US-Finanzminister Scott Bessent hat bestätigt, dass die regulären Staatsanleihen-Auktionen trotz eines massiv ausgeweiteten Rückkaufprogramms für längerfristige Papiere wie gewohnt weiterlaufen. Die im August angekündigten Maßnahmen zielen darauf ab, die Liquidität in dünneren Marktsegmenten zu stützen, während die Staatsverschuldung erstmals die Marke von 40 Billionen US-Dollar überschritten hat.
Scott Bessent bestätigt fortlaufende Schuldenauktionen
Die Vereinigten Staaten werden trotz einer kürzlich beschlossenen Ausweitung von Anleihenrückkäufen an ihrem gewohnten Fahrplan für die Emission neuer Schuldtitel festhalten. Das betrifft ausdrücklich auch langfristige Anleihen. Entsprechende Klarstellungen lieferte US-Finanzminister Scott Bessent während einer Pressekonferenz, in der primär über wirtschaftliche Druckmittel gegen den Iran gesprochen wurde.
Auf Nachfragen von Journalisten zur künftigen Ausrichtung der Auktionen betonte der Minister den Fortbestand des bestehenden Zeitplans. Bessent erklärte laut übereinstimmenden Medienberichten, dass man mit dem regulären Auktionsprogramm fortfahren werde und man sich daher zu Beginn des nächsten Quartals wieder bei ihnen melden werde. Die nächsten Auktionen für 10-jährige Notes sowie für 20- und 30-jährige Bonds sind für Mitte September anberaumt.

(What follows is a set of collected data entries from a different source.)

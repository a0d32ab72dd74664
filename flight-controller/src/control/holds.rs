//! Engagement tracking for heading hold and altitude hold.
//!
//! Both holds compare the switch state against the value stored on the
//! previous tick, so a flag that flickers faster than the loop rate still
//! produces at most one edge per tick.
//!
//! Heading hold resets its loops on both edges, altitude hold only when it
//! engages. Throttle goes straight back to the stick when altitude hold
//! drops out.

use crate::config::ControlConfig;
use crate::util::math::angles::{shortest_difference, wrap_two_pi, HeadingUnwrapper};

#[derive(Debug, Clone, Copy, PartialEq, Eq)]
pub enum HoldEdge {
    None,
    Engaged,
    Disengaged,
}

#[derive(Debug, Default, Clone, Copy)]
pub struct EdgeDetector {
    previous: bool,
}

impl EdgeDetector {
    pub fn update(&mut self, engaged: bool) -> HoldEdge {
        let edge = match (self.previous, engaged) {
            (false, true) => HoldEdge::Engaged,
            (true, false) => HoldEdge::Disengaged,
            _ => HoldEdge::None,
        };
        self.previous = engaged;
        edge
    }

    pub fn is_engaged(&self) -> bool {
        self.previous
    }
}

/// Heading hold keeps a reference heading that follows the aircraft while
/// the hold is off, so engaging always means "hold what I'm pointing at".
#[derive(Debug, Default, Clone, Copy)]
pub struct HeadingHold {
    engagement: EdgeDetector,
    reference: Option<f32>,
    unwrapper: HeadingUnwrapper,
}

impl HeadingHold {
    pub fn new() -> Self {
        Self::default()
    }

    pub fn update_engagement(&mut self, engaged: bool) -> HoldEdge {
        let edge = self.engagement.update(engaged);
        match edge {
            HoldEdge::Engaged => log::info!("Heading hold engaged, reference {:?} rad", self.reference),
            HoldEdge::Disengaged => log::info!("Heading hold disengaged"),
            HoldEdge::None => {}
        }
        edge
    }

    pub fn is_engaged(&self) -> bool {
        self.engagement.is_engaged()
    }

    /// Feeds the latest wrapped heading, returns it in a continuous frame.
    pub fn track(&mut self, heading: f32) -> f32 {
        self.unwrapper.update(heading)
    }

    pub fn capture_reference(&mut self, heading: f32) {
        self.reference = Some(wrap_two_pi(heading));
    }

    /// `None` until a heading has been captured.
    pub fn reference(&self) -> Option<f32> {
        self.reference
    }

    /// Shortest signed error from `heading` to the reference, zero while no
    /// reference has been captured.
    pub fn heading_error(&self, heading: f32) -> f32 {
        self.reference
            .map_or(0.0, |reference| shortest_difference(reference, heading))
    }

    /// Setpoint and measurement for the heading loop, both expressed in the
    /// continuous frame so the loop sees neither a wrapped error nor a 2π
    /// jump in its measurement.
    pub fn loop_setpoint(&self, heading: f32) -> (f32, f32) {
        let continuous = self.unwrapper.current();
        (continuous + self.heading_error(heading), continuous)
    }
}

/// Altitude hold state: the height captured at engagement and the throttle
/// the vehicle was hovering at.
#[derive(Debug, Default, Clone, Copy)]
pub struct AltitudeHold {
    engagement: EdgeDetector,
    height_reference: f32,
    reference_throttle: f32,
    telemetry_counter: u32,
}

impl AltitudeHold {
    pub fn new() -> Self {
        Self::default()
    }

    pub fn update_engagement(&mut self, engaged: bool) -> HoldEdge {
        let edge = self.engagement.update(engaged);
        if edge == HoldEdge::Disengaged {
            log::info!("Altitude hold disengaged, throttle back to the stick");
        }
        edge
    }

    pub fn is_engaged(&self) -> bool {
        self.engagement.is_engaged()
    }

    pub fn engage(&mut self, height: f32, throttle: f32) {
        self.height_reference = height;
        self.reference_throttle = throttle;
        log::info!(
            "Altitude hold engaged at {:.2} m, reference throttle {:.3}",
            height,
            throttle
        );
    }

    pub fn height_reference(&self) -> f32 {
        self.height_reference
    }

    pub fn reference_throttle(&self) -> f32 {
        self.reference_throttle
    }

    /// Height offset commanded by moving the throttle stick away from the
    /// reference throttle.
    ///
    /// In velocity mode the offset is scaled down by
    /// `altitude_velocity_gain` but is not accumulated across ticks: the
    /// stick still commands an offset, only a smaller one.
    pub fn height_offset(&self, throttle: f32, velocity_mode: bool, config: &ControlConfig) -> f32 {
        let command_offset = (throttle - self.reference_throttle) * config.altitude_command_scaling;
        match velocity_mode {
            true => command_offset * config.altitude_velocity_gain,
            false => command_offset,
        }
    }

    pub fn height_setpoint(&self, height_offset: f32) -> f32 {
        self.height_reference + height_offset
    }

    /// True on the first engaged tick and every `decimation` ticks after.
    /// The counter keeps running across engagements.
    pub fn telemetry_due(&mut self, decimation: u32) -> bool {
        let due = self.telemetry_counter % decimation.max(1) == 0;
        self.telemetry_counter = self.telemetry_counter.wrapping_add(1);
        due
    }
}

#[cfg(test)]
mod tests {
    use super::*;

    fn assert_close(actual: f32, expected: f32) {
        assert!(
            (actual - expected).abs() < 1e-5,
            "expected {expected}, got {actual}"
        );
    }

    #[test]
    fn test_edge_detector_reports_each_transition_once() {
        let mut detector = EdgeDetector::default();
        assert_eq!(detector.update(false), HoldEdge::None);
        assert_eq!(detector.update(true), HoldEdge::Engaged);
        assert_eq!(detector.update(true), HoldEdge::None);
        assert_eq!(detector.update(false), HoldEdge::Disengaged);
        assert_eq!(detector.update(false), HoldEdge::None);
        assert_eq!(detector.update(true), HoldEdge::Engaged);
    }

    #[test]
    fn test_heading_error_wraps_across_north() {
        let mut hold = HeadingHold::new();
        hold.capture_reference(1.0_f32.to_radians());
        assert_close(hold.heading_error(359.0_f32.to_radians()), 2.0_f32.to_radians());
    }

    #[test]
    fn test_reference_is_wrapped() {
        let mut hold = HeadingHold::new();
        hold.capture_reference(-0.5);
        assert_eq!(HeadingHold::new().reference(), None);
        assert_close(hold.reference().unwrap(), core::f32::consts::TAU - 0.5);
    }

    #[test]
    fn test_loop_setpoint_is_in_continuous_frame() {
        let mut hold = HeadingHold::new();
        hold.track(358.0_f32.to_radians());
        hold.capture_reference(358.0_f32.to_radians());
        hold.track(2.0_f32.to_radians());

        let (setpoint, measurement) = hold.loop_setpoint(2.0_f32.to_radians());
        assert_close(measurement, 362.0_f32.to_radians());
        assert_close(setpoint - measurement, -4.0_f32.to_radians());
    }

    #[test]
    fn test_height_offset_position_mode() {
        let config = ControlConfig::default();
        let mut hold = AltitudeHold::new();
        hold.engage(12.0, 0.5);
        let offset = hold.height_offset(0.6, false, &config);
        assert_close(offset, 1.0);
        assert_close(hold.height_setpoint(offset), 13.0);
    }

    #[test]
    fn test_height_offset_velocity_mode_does_not_accumulate() {
        let config = ControlConfig::default();
        let mut hold = AltitudeHold::new();
        hold.engage(0.0, 0.5);
        let first = hold.height_offset(0.6, true, &config);
        let second = hold.height_offset(0.6, true, &config);
        assert_close(first, 0.1);
        assert_eq!(first, second);
    }

    #[test]
    fn test_telemetry_decimation() {
        let mut hold = AltitudeHold::new();
        let due: Vec<bool> = (0..11).map(|_| hold.telemetry_due(5)).collect();
        assert_eq!(
            due,
            vec![true, false, false, false, false, true, false, false, false, false, true]
        );
    }
}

Verdopplung der Rückkaufvolumina im langfristigen Sektor
August verkündete Kursänderung des US-Finanzministeriums. Demnach wird die maximale Rückkaufautorität für off-the-run-Wertpapiere am langen Ende von zuvor 2 Milliarden US-Dollar je Operation auf mindestens 4 Milliarden US-Dollar verdoppelt. Diese Untergrenze soll es der Behörde erlauben, flexibler auf die Gegebenheiten am Markt zu reagieren.
Die geänderte Struktur tritt voraussichtlich am 10. September in Kraft und bleibt bis zum 4. November bestehen. Zu diesem Zeitpunkt will das Ministerium weitere Details über die künftige Handhabung bekannt geben. Bislang hat das Finanzministerium im Rahmen des erweiterten Programms noch keine Papiere erworben, wie der US-Finanzminister bestätigte.
Scott Bessent, US-Finanzminister, via Foxbusiness zufolge habe man bislang noch keine einzige Anleihe gekauft.
Hintergründe zur Liquiditätssicherung und zum Treasury General Account
Die Intervention soll vor allem für mehr Liquidität in einem traditionell eher illiquiden Marktsegment sorgen. Nach Angaben des Ministeriums verzeichnet der 30-jährige Sektor zwar eine konstant starke Nachfrage, konkurriert jedoch gleichzeitig mit einem hohen Volumen an neu emittierten Unternehmensanleihen, die im Zuge des Booms bei künstlicher Intelligenz an den Markt drängen. Die Renditen langfristiger Staatsanleihen hatten zuvor Höchststände notiert, die seit knapp zwei Jahrzehnten nicht mehr erreicht worden waren.

Über die Finanzierung der Rückkäufe hielt sich das Ministerium zunächst bedeckt. Analysten verweisen jedoch auf das Treasury General Account (TGA) bei der Federal Reserve als naheliegende Option. Das TGA fungiert quasi als das Girokonto des Bundes und wies zuletzt einen Stand von rund 940 Milliarden US-Dollar auf. Ein Rückgriff auf diese Reserven würde die Neuemission kurzfristiger Staatspapiere überflüssig machen, allerdings auch die staatlichen Cash-Reserven mindern.
Das Finanzamt hatte das TGA in den vergangenen Monaten unter anderem aufgestockt, um Rückzahlungen an Importeure in Höhe von etwa 166 Milliarden US-Dollar zu stemmen. Diese Zahlungen wurden nach einem Urteil des Obersten Gerichtshofs fällig, das Teile der bisherigen Importzölle für unzulässig erklärte.